3-4.4 Summarize the course of the Civil War in South Carolina, including
the Secession Convention, the firing on Fort Sumter, the Union blockade of Charleston, the significance of the Hunley submarine;
the exploits of Robert Smalls; and General William T. Sherman’s march through the state.
United States Studies to 1865
4-6: The student will demonstrate an understanding of the causes, the course, and the effects of the American Civil War.
Regional economic interests led to social and political differences that seemed insurmountable by 1860. To understand
why the United States was forced to settle sectional differences through civil war, the student will utilize the knowledge
and skills set forth in the following indicators:
4-6.1 Explain the significant economic and geographic
differences between the North and South.
4-6.2 Explain the contributions of abolitionists to the mounting
tensions between the North and South over slavery, including William Lloyd Garrison, Sojourner Truth, Frederick Douglass,
Harriet Tubman, Harriet Beecher Stowe, and John Brown.
4-6.3 Explain the specific events and issues that
led to the Civil War, including sectionalism, slavery in the territories, states’ rights, the presidential election
of 1860, and secession.
4-6.4 Summarize significant battles, strategies, and turning points
of the Civil War, including the battles of Fort Sumter and Gettysburg, the Emancipation Proclamation, the role of African
Americans in the war, the surrender at Appomattox, and the assassination of President Lincoln.
Explain the social, economic, and political effects of the Civil War on the United States.
3-4.5 Explain how the destruction caused by the Civil War affected the economy
and daily lives of South Carolinians, including the scarcity of food, clothing, and living essentials and the continuing racial
South Carolina: One of the United States
Standard 8-4: The student will demonstrate an understanding of the multiple events that led to the Civil War.
The outbreak of the Civil War was the culminating event in a decades-long series of regional issues that threatened
American unity and South Carolina’s identity as one of the United States. To understand how South Carolina came to be
at the center of this conflict, the student will utilize the knowledge and skills set forth in the following indicators:
8-4.1 Explain the importance of agriculture in antebellum South Carolina, including the plantation system and
the impact of the cotton gin on all social classes.

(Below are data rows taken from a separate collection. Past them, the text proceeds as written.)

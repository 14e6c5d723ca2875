use std::path::Path;

use colored::Colorize;
use weave_core::RollOptions;
use weave_engine::roll_weave;

pub fn run(file: &Path, seed: Option<String>, roll_value: Option<u32>) -> Result<(), String> {
    let weave = super::load_weave(file)?;
    let options = RollOptions { seed, roll_value };

    let outcome = roll_weave(&weave, &options).map_err(|e| e.to_string())?;

    println!("  {}", weave.name.bold());
    println!(
        "  {}/{} → {}",
        outcome.roll,
        weave.max_roll,
        outcome.target_label().bold()
    );
    println!("  Seed: {}", outcome.seed);

    Ok(())
}
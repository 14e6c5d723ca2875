//! Roll-card formatting for session logs.
//!
//! Turns a [`RollResult`] into the header/result/content triple session
//! logs and the CLI print. Formatting failures are impossible by
//! construction — a card is always produced, warnings included.

use weave_core::{ResultValue, RollResult};

/// A formatted roll, ready for a session log.
#[derive(Debug, Clone, PartialEq, Eq)]
pub struct RollCard {
    /// Card header: the table that was rolled.
    pub header: String,
    /// One-line result summary.
    pub result: String,
    /// Multi-line detail: roll values, table chain, warnings.
    pub content: String,
}

impl RollCard {
    /// Build a card from a roll on `table_name`.
    pub fn from_roll(table_name: &str, roll: &RollResult) -> Self {
        let result = display_value(&roll.result);

        let mut lines = vec![format!(
            "Roll: {} → {result}",
            format_rolls(&roll.rolls)
        )];
        if roll.table_chain.len() > 1 {
            lines.push(format!("Chain: {}", roll.table_chain.join(" → ")));
        }
        if !roll.warnings.is_empty() {
            lines.push(format!("Warnings: {}", roll.warnings.join("; ")));
        }
        lines.push(format!("Seed: {}", roll.seed));

        Self {
            header: table_name.to_string(),
            result,
            content: lines.join("\n"),
        }
    }
}

impl std::fmt::Display for RollCard {
    fn fmt(&self, f: &mut std::fmt::Formatter<'_>) -> std::fmt::Result {
        writeln!(f, "{}", self.header)?;
        writeln!(f, "{}", self.content)?;
        write!(f, "= {}", self.result)
    }
}

/// Roll values joined for display: `4`, `12 → 3 → 55`, or `N/A`.
pub fn format_rolls(rolls: &[u32]) -> String {
    if rolls.is_empty() {
        return "N/A".to_string();
    }
    rolls
        .iter()
        .map(ToString::to_string)
        .collect::<Vec<_>>()
        .join(" → ")
}

/// Human-readable form of a result value: text verbatim, references by
/// tag, objects by their `name`/`id` field or pretty JSON.
pub fn display_value(value: &ResultValue) -> String {
    match value {
        ResultValue::Text(s) => s.clone(),
        ResultValue::Reference { tag } => tag.clone(),
        ResultValue::Object(map) => {
            for key in ["name", "id"] {
                if let Some(serde_json::Value::String(s)) = map.get(key) {
                    return s.clone();
                }
            }
            serde_json::to_string_pretty(map).unwrap_or_else(|_| "{}".to_string())
        }
    }
}
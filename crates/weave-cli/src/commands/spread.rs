use std::fs;
use std::path::Path;

use chrono::Utc;
use weave_engine::recalculate_ranges;

pub fn run(file: &Path) -> Result<(), String> {
    let mut weave = super::load_weave(file)?;

    if weave.read_only {
        return Err(format!("weave '{}' is read-only", weave.name));
    }
    if weave.rows.is_empty() {
        return Err(format!("weave '{}' has no rows to spread", weave.name));
    }

    weave.rows = recalculate_ranges(&weave.rows, weave.max_roll);
    weave.updated_at = Utc::now();

    let json = serde_json::to_string_pretty(&weave).map_err(|e| e.to_string())?;
    fs::write(file, json).map_err(|e| format!("cannot write {}: {e}", file.display()))?;

    println!(
        "  Spread {} rows across 1-{} in '{}':",
        weave.rows.len(),
        weave.max_roll,
        weave.name
    );
    for row in &weave.rows {
        println!("  {:>3}-{:<3} {}", row.from, row.to, row.target_label());
    }

    Ok(())
}
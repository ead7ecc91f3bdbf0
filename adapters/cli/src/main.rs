#![deny(
    unsafe_code,
    missing_docs,
    dead_code,
    unused_results,
    non_snake_case,
    unreachable_pub
)]

//! Command-line adapter that plays a single scratch card round.

mod round;

use std::path::PathBuf;

use anyhow::{Context, Result};
use clap::Parser;
use rand::SeedableRng;
use rand_chacha::ChaCha8Rng;
use scratch_card_core::BetAmount;
use tracing_subscriber::EnvFilter;

/// Command-line arguments accepted by the scratch card binary.
#[derive(Debug, Parser)]
#[command(
    name = "scratch-card",
    version,
    about = "Plays one scratch card round and prints the result as JSON"
)]
struct Cli {
    /// Game configuration file (.json or .toml).
    #[arg(short = 'c', long = "config", value_name = "PATH")]
    config: PathBuf,
    /// Amount wagered on the round.
    #[arg(
        short = 'b',
        long = "betting-amount",
        value_name = "AMOUNT",
        value_parser = BetAmount::parse,
        allow_hyphen_values = true
    )]
    betting_amount: BetAmount,
    /// Seeds the round so it can be replayed.
    #[arg(long)]
    seed: Option<u64>,
    /// Prints the result on a single line.
    #[arg(long)]
    compact: bool,
    /// Log filter used when `RUST_LOG` is not set.
    #[arg(long, value_name = "FILTER", default_value = "info")]
    log_level: String,
}

/// Entry point for the scratch card command-line interface.
fn main() -> Result<()> {
    let cli = Cli::parse();
    init_tracing(&cli.log_level);

    let config = scratch_card_config::load(&cli.config)
        .with_context(|| format!("failed to load configuration from {}", cli.config.display()))?;

    let mut rng = match cli.seed {
        Some(seed) => ChaCha8Rng::seed_from_u64(seed),
        None => ChaCha8Rng::from_entropy(),
    };
    let result = round::play(&config, cli.betting_amount, &mut rng)?;

    let rendered = if cli.compact {
        serde_json::to_string(&result)
    } else {
        serde_json::to_string_pretty(&result)
    }
    .context("failed to render round result")?;
    println!("{rendered}");
    Ok(())
}

fn init_tracing(default_filter: &str) {
    let filter =
        EnvFilter::try_from_default_env().unwrap_or_else(|_| EnvFilter::new(default_filter));
    let _ = tracing_subscriber::fmt()
        .with_env_filter(filter)
        .with_writer(std::io::stderr)
        .try_init();
}

#[cfg(test)]
mod tests {
    use super::*;
    use clap::CommandFactory;

    #[test]
    fn command_definition_is_consistent() {
        Cli::command().debug_assert();
    }

    #[test]
    fn parses_short_flags() {
        let cli = Cli::try_parse_from(["scratch-card", "-c", "game.json", "-b", "100"])
            .expect("valid arguments");
        assert_eq!(cli.config, PathBuf::from("game.json"));
        assert_eq!(cli.betting_amount, BetAmount::new(100));
        assert_eq!(cli.seed, None);
        assert!(!cli.compact);
    }

    #[test]
    fn rejects_negative_bet() {
        let error = Cli::try_parse_from(["scratch-card", "-c", "game.json", "-b", "-5"])
            .expect_err("negative bets are invalid");
        assert!(error.to_string().contains("bet must not be negative"));
    }

    #[test]
    fn rejects_non_numeric_bet() {
        let error = Cli::try_parse_from(["scratch-card", "--config", "game.json", "--betting-amount", "ten"])
            .expect_err("non-numeric bets are invalid");
        assert!(error.to_string().contains("whole number"));
    }

    #[test]
    fn requires_config_and_bet() {
        assert!(Cli::try_parse_from(["scratch-card", "-b", "10"]).is_err());
        assert!(Cli::try_parse_from(["scratch-card", "-c", "game.json"]).is_err());
    }
}
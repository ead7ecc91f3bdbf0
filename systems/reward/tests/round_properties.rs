use std::collections::BTreeMap;

use rand::SeedableRng;
use rand_chacha::ChaCha8Rng;
use scratch_card_core::{
    AppliedBonus, BetAmount, BonusImpact, BonusProbability, CellCoord, CellProbability,
    GameConfig, GridDimensions, SymbolDefinition, SymbolId, SymbolTable, WinCombinationRule,
};
use scratch_card_system_matrix_generation::MatrixGenerator;
use scratch_card_system_reward::RewardEngine;

#[test]
fn losing_rounds_always_pay_zero() {
    let config = scripted_config();
    let generator = MatrixGenerator::new(&config);
    let engine = RewardEngine::new(&config);
    let mut rng = ChaCha8Rng::seed_from_u64(0x10_55);

    let mut losses = 0;
    let mut wins = 0;
    for _ in 0..500 {
        let grid = generator.generate(&mut rng);
        let result = engine.score(&grid, BetAmount::new(100)).expect("generated grids score");

        if result.applied_winning_combinations().is_empty() {
            losses += 1;
            assert_eq!(result.reward(), 0);
            assert_eq!(result.applied_bonus_symbol(), &AppliedBonus::Loss);
        } else {
            wins += 1;
            assert!(matches!(
                result.applied_bonus_symbol(),
                AppliedBonus::Symbol(_)
            ));
        }
    }

    assert!(losses > 0, "expected some losing rounds");
    assert!(wins > 0, "expected some winning rounds");
}

#[test]
fn scoring_a_generated_grid_is_pure() {
    let config = scripted_config();
    let mut rng = ChaCha8Rng::seed_from_u64(99);
    let grid = MatrixGenerator::new(&config).generate(&mut rng);
    let engine = RewardEngine::new(&config);

    let first = engine.score(&grid, BetAmount::new(40)).expect("generated grids score");
    let second = engine.score(&grid, BetAmount::new(40)).expect("generated grids score");

    assert_eq!(first, second);
}

#[test]
fn zero_bet_never_pays_standard_wins() {
    let config = scripted_config();
    let generator = MatrixGenerator::new(&config);
    let engine = RewardEngine::new(&config);
    let mut rng = ChaCha8Rng::seed_from_u64(7);

    for _ in 0..200 {
        let grid = generator.generate(&mut rng);
        let result = engine.score(&grid, BetAmount::new(0)).expect("generated grids score");
        let bonus_only = match result.applied_bonus_symbol() {
            AppliedBonus::Symbol(symbol) if symbol.as_str() == "+500" => 500,
            _ => 0,
        };
        assert_eq!(result.reward(), bonus_only);
    }
}

fn scripted_config() -> GameConfig {
    let symbols = SymbolTable::from_definitions([
        SymbolDefinition::standard("A", 5.0),
        SymbolDefinition::standard("B", 3.0),
        SymbolDefinition::standard("C", 2.5),
        SymbolDefinition::standard("D", 2.0),
        SymbolDefinition::standard("E", 1.2),
        SymbolDefinition::standard("F", 1.0),
        SymbolDefinition::bonus("10x", 10.0, BonusImpact::MultiplyReward),
        SymbolDefinition::bonus("+500", 0.0, BonusImpact::ExtraBonus { amount: 500 }),
        SymbolDefinition::bonus("MISS", 0.0, BonusImpact::NoEffect),
    ])
    .expect("symbols are unique");

    let mut cells = Vec::new();
    for row in 0..3 {
        for column in 0..3 {
            let weights: BTreeMap<SymbolId, u32> =
                [("A", 1), ("B", 2), ("C", 3), ("D", 4), ("E", 5), ("F", 6)]
                    .into_iter()
                    .map(|(id, weight)| (SymbolId::from(id), weight))
                    .collect();
            cells.push(CellProbability::new(CellCoord::new(row, column), weights));
        }
    }

    let bonus: BTreeMap<SymbolId, u32> = [("10x", 1), ("+500", 2), ("MISS", 3)]
        .into_iter()
        .map(|(id, weight)| (SymbolId::from(id), weight))
        .collect();

    let rows: Vec<Vec<CellCoord>> = (0..3)
        .map(|row| (0..3).map(|column| CellCoord::new(row, column)).collect())
        .collect();

    GameConfig::new(
        GridDimensions::new(3, 3).expect("non-empty grid"),
        symbols,
        cells,
        BonusProbability::new(bonus),
        vec![
            WinCombinationRule::same_symbols("same_symbol_3_times", 1.0, 3),
            WinCombinationRule::same_symbols("same_symbol_4_times", 1.5, 4),
            WinCombinationRule::same_symbols("same_symbol_5_times", 2.0, 5),
            WinCombinationRule::linear_symbols("same_symbols_horizontally", 2.0, rows),
        ],
    )
    .expect("valid config")
}
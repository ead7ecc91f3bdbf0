#![deny(
    unsafe_code,
    missing_docs,
    dead_code,
    unused_results,
    non_snake_case,
    unreachable_pub
)]

//! Reward system that scores a frozen grid against the win combination rules.

use std::collections::BTreeMap;

use scratch_card_core::{
    AppliedBonus, BetAmount, BonusImpact, CellCoord, GameConfig, Grid, Result, RoundResult, RuleId,
    ScratchError, SymbolDefinition, SymbolId, WinCombinationRule, WinCondition,
};
use tracing::debug;

/// Pure system that evaluates grids for a single config.
///
/// Scoring holds no state between calls: the same grid, bet and config
/// always produce the same [`RoundResult`].
#[derive(Clone, Copy, Debug)]
pub struct RewardEngine<'config> {
    config: &'config GameConfig,
}

impl<'config> RewardEngine<'config> {
    /// Creates an engine bound to the round's config.
    #[must_use]
    pub const fn new(config: &'config GameConfig) -> Self {
        Self { config }
    }

    /// Scores `grid` for the provided bet.
    ///
    /// Rewards are computed in `f64` and rounded; a total beyond `u64::MAX`
    /// saturates. Bets parsed by [`BetAmount::parse`] stay within the range
    /// `f64` represents exactly.
    ///
    /// Standard symbols are scored in ascending id order. For each symbol the
    /// best count rule and the best linear rule are chosen independently,
    /// the first rule in ascending id order winning a multiplier tie. Bonus
    /// cells are applied afterwards, and a round where no standard symbol
    /// won is reported as a loss with a zero reward.
    ///
    /// # Errors
    ///
    /// Fails with [`ScratchError::ConfigShape`] when the grid dimensions do
    /// not match the config, and with [`ScratchError::UndefinedSymbol`] when
    /// a cell holds a symbol missing from the symbol table.
    pub fn score(&self, grid: &Grid, bet: BetAmount) -> Result<RoundResult> {
        let cells = self.resolve_cells(grid)?;

        let mut total: u64 = 0;
        let mut applied_winning_combinations: BTreeMap<SymbolId, Vec<RuleId>> = BTreeMap::new();

        for definition in self.config.symbols().standard() {
            let Some(win) = self.evaluate_symbol(grid, definition.id()) else {
                continue;
            };

            let reward = win.reward(bet, definition);
            debug!(
                symbol = %definition.id(),
                count_rule = ?win.count_rule.map(WinCombinationRule::id),
                linear_rule = ?win.linear_rule.map(WinCombinationRule::id),
                reward,
                "standard symbol won"
            );
            total = total.saturating_add(reward);
            let _ = applied_winning_combinations.insert(definition.id().clone(), win.rule_ids());
        }

        let mut applied_bonus = AppliedBonus::None;
        let bonus_cells = cells
            .into_iter()
            .filter(|(_, definition)| definition.is_bonus());
        for (coord, definition) in bonus_cells {
            let before = total;
            total = apply_bonus(total, definition);
            debug!(
                cell = %coord,
                symbol = %definition.id(),
                before,
                after = total,
                "applied bonus symbol"
            );
            applied_bonus = AppliedBonus::Symbol(definition.id().clone());
        }

        if applied_winning_combinations.is_empty() {
            debug!(discarded = total, "no winning combination; round is a loss");
            total = 0;
            applied_bonus = AppliedBonus::Loss;
        }

        Ok(RoundResult::new(
            grid.clone(),
            total,
            applied_winning_combinations,
            applied_bonus,
        ))
    }

    /// Checks the grid shape and resolves every cell in row-major order.
    fn resolve_cells(&self, grid: &Grid) -> Result<Vec<(CellCoord, &'config SymbolDefinition)>> {
        let expected = self.config.dimensions();
        if grid.dimensions() != expected {
            return Err(ScratchError::ConfigShape(format!(
                "grid is {} but the configuration expects {expected}",
                grid.dimensions()
            )));
        }

        grid.cells()
            .map(|(coord, symbol)| {
                self.config
                    .symbols()
                    .resolve(symbol, || format!("grid cell {coord}"))
                    .map(|definition| (coord, definition))
            })
            .collect()
    }

    fn evaluate_symbol(&self, grid: &Grid, symbol: &SymbolId) -> Option<SymbolWin<'config>> {
        let count = grid.count(symbol);
        if count == 0 {
            return None;
        }

        let mut win = SymbolWin::default();
        for rule in self.config.rules() {
            match rule.condition() {
                WinCondition::SameSymbols { count: threshold } => {
                    if count >= *threshold as usize
                        && rule.reward_multiplier() > multiplier_of(win.count_rule)
                    {
                        win.count_rule = Some(rule);
                    }
                }
                WinCondition::LinearSymbols { covered_areas } => {
                    let covered = covered_areas.iter().any(|area| grid.covers(area, symbol));
                    if covered && rule.reward_multiplier() > multiplier_of(win.linear_rule) {
                        win.linear_rule = Some(rule);
                    }
                }
            }
        }

        if win.count_rule.is_none() && win.linear_rule.is_none() {
            None
        } else {
            Some(win)
        }
    }
}

/// Rules selected for a single standard symbol.
#[derive(Clone, Copy, Debug, Default)]
struct SymbolWin<'config> {
    count_rule: Option<&'config WinCombinationRule>,
    linear_rule: Option<&'config WinCombinationRule>,
}

impl SymbolWin<'_> {
    /// A linear-only win keeps its rule id but pays nothing, because the
    /// missing count multiplier contributes a factor of zero.
    fn reward(&self, bet: BetAmount, definition: &SymbolDefinition) -> u64 {
        let count_multiplier = multiplier_of(self.count_rule);
        let linear_multiplier = multiplier_of(self.linear_rule).max(1.0);
        let reward =
            bet.get() as f64 * definition.base_multiplier() * count_multiplier * linear_multiplier;
        reward.round() as u64
    }

    fn rule_ids(&self) -> Vec<RuleId> {
        [self.count_rule, self.linear_rule]
            .into_iter()
            .flatten()
            .map(|rule| rule.id().clone())
            .collect()
    }
}

fn multiplier_of(rule: Option<&WinCombinationRule>) -> f64 {
    rule.map_or(0.0, WinCombinationRule::reward_multiplier)
}

/// Multiplication truncates toward zero.
fn apply_bonus(total: u64, definition: &SymbolDefinition) -> u64 {
    match definition.impact() {
        BonusImpact::MultiplyReward => (total as f64 * definition.base_multiplier()) as u64,
        BonusImpact::ExtraBonus { amount } => total.saturating_add(amount),
        BonusImpact::NoEffect => total,
    }
}

/// Scores `grid` for `bet` against `config`.
pub fn score(grid: &Grid, bet: BetAmount, config: &GameConfig) -> Result<RoundResult> {
    RewardEngine::new(config).score(grid, bet)
}

#[cfg(test)]
mod tests {
    use super::*;

    #[test]
    fn multiply_bonus_truncates() {
        let definition = SymbolDefinition::bonus("1.5x", 1.5, BonusImpact::MultiplyReward);
        assert_eq!(apply_bonus(333, &definition), 499);
    }

    #[test]
    fn extra_bonus_adds_amount() {
        let definition = SymbolDefinition::bonus("+500", 0.0, BonusImpact::ExtraBonus { amount: 500 });
        assert_eq!(apply_bonus(100, &definition), 600);
    }

    #[test]
    fn no_effect_bonus_leaves_total() {
        let definition = SymbolDefinition::bonus("MISS", 0.0, BonusImpact::NoEffect);
        assert_eq!(apply_bonus(100, &definition), 100);
    }

    #[test]
    fn linear_only_win_pays_nothing() {
        let linear = WinCombinationRule::linear_symbols("same_horizontally", 2.0, Vec::new());
        let win = SymbolWin {
            count_rule: None,
            linear_rule: Some(&linear),
        };
        let definition = SymbolDefinition::standard("A", 5.0);
        assert_eq!(win.reward(BetAmount::new(100), &definition), 0);
        assert_eq!(win.rule_ids(), vec![RuleId::from("same_horizontally")]);
    }
}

8-4.2 Analyze how sectionalism arose from racial
tension, including the Denmark Vesey plot, slave codes and the growth of the abolitionist movement.
8-4.3 Analyze key issues that led to South Carolina’s secession from the Union, including the nullification controversy
and John C. Calhoun, the extension of slavery and the compromises over westward expansion, the Kansas-Nebraska Act, the Dred
Scott decision, and the election of 1860.
8-4.4 Evaluate the arguments of unionists, cooperationists,
and secessionists on the issues of states’ rights and slavery and the ways that these arguments contributed to South
8-4.5 Compare the military strategies of the North and the South during
the Civil War and the fulfillment of these strategies in South Carolina and in the South as a whole, including the attack
on Fort Sumter, the Union blockade of Charleston and other ports, the early capture of Port Royal, and the development of
the Hunley submarine; the exploits of Robert Smalls; and General William T. Sherman’s march through the state.
8-4.6 Compare the differing impact of the Civil War on South Carolinians in each of the various social classes,
including those groups defined by race, gender, and age.
United States History and the Constitution
Standard USHC-2: The student will demonstrate
an understanding of how economic developments and the westward movement impacted regional differences and democracy in the
early nineteenth century.
Political conflict is often the result of competing social values and economic
interests. To understand how different perspectives based on differing interests and backgrounds led to political conflict
in the antebellum United States, the student will utilize the knowledge and skills set forth in the following indicators:
USHC-2.3 Compare the economic development in different regions (the South, the
North, and the West) of the United States during the early nineteenth century, including ways that economic policy contributed
to political controversies.
USHC-2.4 Compare the social and cultural characteristics of the North,
the South, and the West during the antebellum period, including the lives of African Americans and social reform movements
such as abolition and women’s rights.